Commonspace columnist James McEnaney reflects on Nicola Sturgeon’s decision to seek a second independence referendum
I’ll be honest: I really can’t be bothered with another referendum.
After the first vote in 2014, followed by the general election, and then the Holyrood election, and then the EU referendum, I just don’t know if I have the energy for another round. What’s more, I know that I’m not alone in feeling that way – people on both sides of Scotland’s constitutional fault-line are exhausted.
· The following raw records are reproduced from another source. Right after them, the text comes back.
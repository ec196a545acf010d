//! Lightning node integration module
//!
//! This module defines the interface the rebalancer consumes from the node
//! ([`NodeApi`]) together with the data it exchanges, and provides a REST
//! client for LND-compatible nodes.

use crate::RebalanceResult;
use async_trait::async_trait;
use serde::{Deserialize, Serialize};
use tokio_util::sync::CancellationToken;

mod client;
#[cfg(test)]
pub(crate) mod mock;

pub use client::NodeClient;

/// Node operations the rebalancer depends on
#[async_trait]
pub trait NodeApi: Send + Sync {
    /// Version of the node software
    async fn get_node_version(&self) -> RebalanceResult<NodeVersion>;

    /// List the node's open channels
    async fn list_channels(&self, filter: ChannelFilter) -> RebalanceResult<Vec<Channel>>;

    /// Move liquidity from one channel to another with a circular payment.
    ///
    /// Implementations must watch `cancel` and, once it fires, stop the attempt
    /// and return [`RebalanceReply::Cancelled`] after the node acknowledged it.
    /// A failed attempt is reported as `Err` carrying the node's reason.
    async fn rebalance(
        &self,
        request: RebalanceRequest,
        cancel: CancellationToken,
    ) -> RebalanceResult<RebalanceReply>;
}

/// Channel identifier
#[derive(Debug, Clone, PartialEq, Eq, Hash, Serialize, Deserialize)]
#[serde(transparent)]
pub struct ChannelId(pub String);

impl std::fmt::Display for ChannelId {
    fn fmt(&self, f: &mut std::fmt::Formatter<'_>) -> std::fmt::Result {
        write!(f, "{}", self.0)
    }
}

impl From<&str> for ChannelId {
    fn from(id: &str) -> Self {
        ChannelId(id.to_string())
    }
}

/// An open payment channel as reported by the node
#[derive(Debug, Clone, PartialEq, Eq, Serialize, Deserialize)]
pub struct Channel {
    /// Channel ID
    pub id: ChannelId,
    /// Public key of the channel partner
    pub partner_public_key: String,
    /// Channel capacity in satoshis
    pub capacity: u64,
    /// Balance on our side in satoshis
    pub local_balance: u64,
    /// Balance on the partner's side in satoshis
    pub remote_balance: u64,
    /// Channel is currently usable for payments
    pub active: bool,
    /// Channel is not announced to the network
    pub private: bool,
}

impl Channel {
    /// Local balance as a rounded percentage of the channel's total balance
    pub fn balance_ratio(&self) -> u8 {
        crate::balance::balance_ratio(self.local_balance, self.remote_balance)
    }
}

/// Filter for channel listings
#[derive(Debug, Clone, Copy, Default, PartialEq, Eq)]
pub struct ChannelFilter {
    /// Only return active channels
    pub active_only: bool,
}

/// Node software version
#[derive(Debug, Clone, PartialEq, Eq, Serialize)]
pub struct NodeVersion {
    /// Major version
    pub major: u32,
    /// Minor version
    pub minor: u32,
    /// Patch version
    pub patch: u32,
    /// Version string as reported by the node
    pub raw: String,
}

impl NodeVersion {
    /// Parse a version string such as `"0.9.0-beta commit=v0.9.0-beta"`
    pub fn parse(raw: &str) -> Option<Self> {
        let core = raw
            .split_whitespace()
            .next()?
            .trim_start_matches('v')
            .split('-')
            .next()?;

        let mut parts = core.split('.');
        let major = parts.next()?.parse().ok()?;
        let minor = parts.next()?.parse().ok()?;
        let patch = match parts.next() {
            Some(p) => p.parse().ok()?,
            None => 0,
        };

        Some(Self {
            major,
            minor,
            patch,
            raw: raw.to_string(),
        })
    }
}

impl std::fmt::Display for NodeVersion {
    fn fmt(&self, f: &mut std::fmt::Formatter<'_>) -> std::fmt::Result {
        write!(f, "{}.{}.{}", self.major, self.minor, self.patch)
    }
}

/// A rebalance as sent to the node
#[derive(Debug, Clone, PartialEq, Eq, Serialize)]
pub struct RebalanceRequest {
    /// Channel the payment leaves through
    pub outgoing_channel_id: ChannelId,
    /// Channel the payment comes back through
    pub incoming_channel_id: ChannelId,
    /// Amount to move in satoshis
    pub amount_sats: u64,
    /// Routing fee ceiling in satoshis; `None` searches all routes
    pub max_fee_sats: Option<u64>,
}

/// Result of a completed rebalance
#[derive(Debug, Clone, Copy, PartialEq, Eq, Serialize)]
pub struct RebalanceReceipt {
    /// Amount routed in satoshis
    pub routed_sats: u64,
    /// Routing fee paid in satoshis
    pub fee_sats: u64,
}

/// Reply of the node to a rebalance request
#[derive(Debug, Clone, Copy, PartialEq, Eq)]
pub enum RebalanceReply {
    /// The circular payment went through
    Routed(RebalanceReceipt),
    /// The attempt was stopped after a cancellation request
    Cancelled,
}

#[cfg(test)]
mod tests {
    use super::*;

    #[test]
    fn test_parse_node_version() {
        let version = NodeVersion::parse("0.9.0-beta commit=v0.9.0-beta").unwrap();
        assert_eq!((version.major, version.minor, version.patch), (0, 9, 0));

        let version = NodeVersion::parse("0.17.4-beta").unwrap();
        assert_eq!(version.minor, 17);
        assert_eq!(version.to_string(), "0.17.4");

        let version = NodeVersion::parse("v0.8").unwrap();
        assert_eq!((version.minor, version.patch), (8, 0));

        assert!(NodeVersion::parse("").is_none());
        assert!(NodeVersion::parse("unknown").is_none());
    }

    #[test]
    fn test_channel_balance_ratio() {
        let channel = Channel {
            id: ChannelId::from("1"),
            partner_public_key: String::new(),
            capacity: 10_000,
            local_balance: 7_500,
            remote_balance: 2_500,
            active: true,
            private: false,
        };
        assert_eq!(channel.balance_ratio(), 75);
    }
}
As I’ve said several times in recent months, I’m also fed up with every single policy issue in Scotland being analysed through the prism of independence. I’m bored of being asked which ‘side’ I’m on, or accused of being a ‘yoon’, or told to ‘wheesht for indy’ when I highlight the SNP’s poor record in areas like tax reform, transparency and, most of all, education. I’ve had enough of seeing every criticism of the Scottish Government used as a stick with which to beat the very idea of independence.
I also, on principle, dislike set-piece, high-stakes referendums. I am averse to imposed, highly-charged dichotomies and eternally frustrated by the stubborn absence of nuance in all political discourse.
Sometimes the only choices you have are bad ones, but you still have to choose.
For a whole variety of reasons, then, I don’t want another independence referendum right now, but none of that changes the fact that Nicola Sturgeon is right to pursue one.
The cold, hard truth is that the first minister, and indeed the country, had only two options – call a referendum sooner, and under much more difficult circumstances, than anyone on either side would like, or sit quietly at the back of the bus while a cabal of braying Brexiteers drives us all off a cliff.
Sometimes the only choices you have are bad ones, but you still have to choose. In moving Scotland towards a second independence referendum the first minister has made the only decision she could.
Why? Because the terms of the deal that Scotland made in 2014 have been changed not just without our consent, but in direct contravention of our expressed wishes.
The material change in circumstances outlined in the SNP manifesto has occurred, and the make-up of the Scottish Parliament, in which a majority of MSPs are in favour of independence, means that Nicola Sturgeon is in a position to deliver on that campaign promise. Both the mandate and the means are undoubtedly secure.
There is no question that protecting Scotland’s status in the EU was a central plank of the anti-independence campaign three years ago. Ruth Davidson’s ‘yes means out, no means in’ rhetoric is a matter of public record. Even if the claims that No campaigners made were true at that point, they have now been proven false.
Put simply, the UK that Scotland voted to remain a part of has ceased to exist.
For many voters, that shifting ground will not alter their response to the question of Scottish independence. There is every chance that the No campaign, even allowing for the obvious lack of a credible and effective standard-bearer, will once again be victorious.
Big questions – around Scotland’s deficit and future currency, for example – still need conclusive answers and large numbers of voters will understandably hold their position until the hard economics swing clearly in what they regard as a positive direction. Many Scots will also, quite reasonably, wish to protect a British identity which means a great deal to them.
For others, however, the social and political landscape now stretching out before them has changed to such a degree that support for Scottish independence, once unlikely or even unthinkable, might offer the clearest and brightest path into an unavoidably difficult future.
Put simply, the UK that Scotland voted to remain a part of has ceased to exist.
What remains will, as ever, get what England wants, an inevitable consequence of this anachronistic union of unequals. This time that means a hard, angry, xenophobic Brexit, fueled by a vicious cocktail of resurgent British nationalism and an English identity crisis.
Instead of a shouting match, or even a debate, could we please have a conversation?
The EU referendum campaign was never about taking back control, it was about taking back England. That is the reality and, independence or not, there is absolutely nothing that Scotland can do about it.
The Brexiteers, ensconced in their own stupidity, are increasingly bound to dreams of royal yachts ruling the waves and the glorious birth of Empire 2.0. They will pursue policies, like the abandonment of refugees and the demolition of workers’ rights, that should be anathema to right-thinking people, regardless of their political allegiances.
England is, of course, perfectly entitled to pickle itself in ridiculous delusions and tattered nostalgia but Scotland should not be obliged to immerse itself alongside. We are entitled to choose a different path.
A second referendum is happening and we will all soon be drenched to the bone regardless of the outcome. We now have two years to decide what sort of country we wish to be, two years to make an informed, and very likely final, choice about our future.
I have just one request: instead of a shouting match, or even a debate, could we please have a conversation?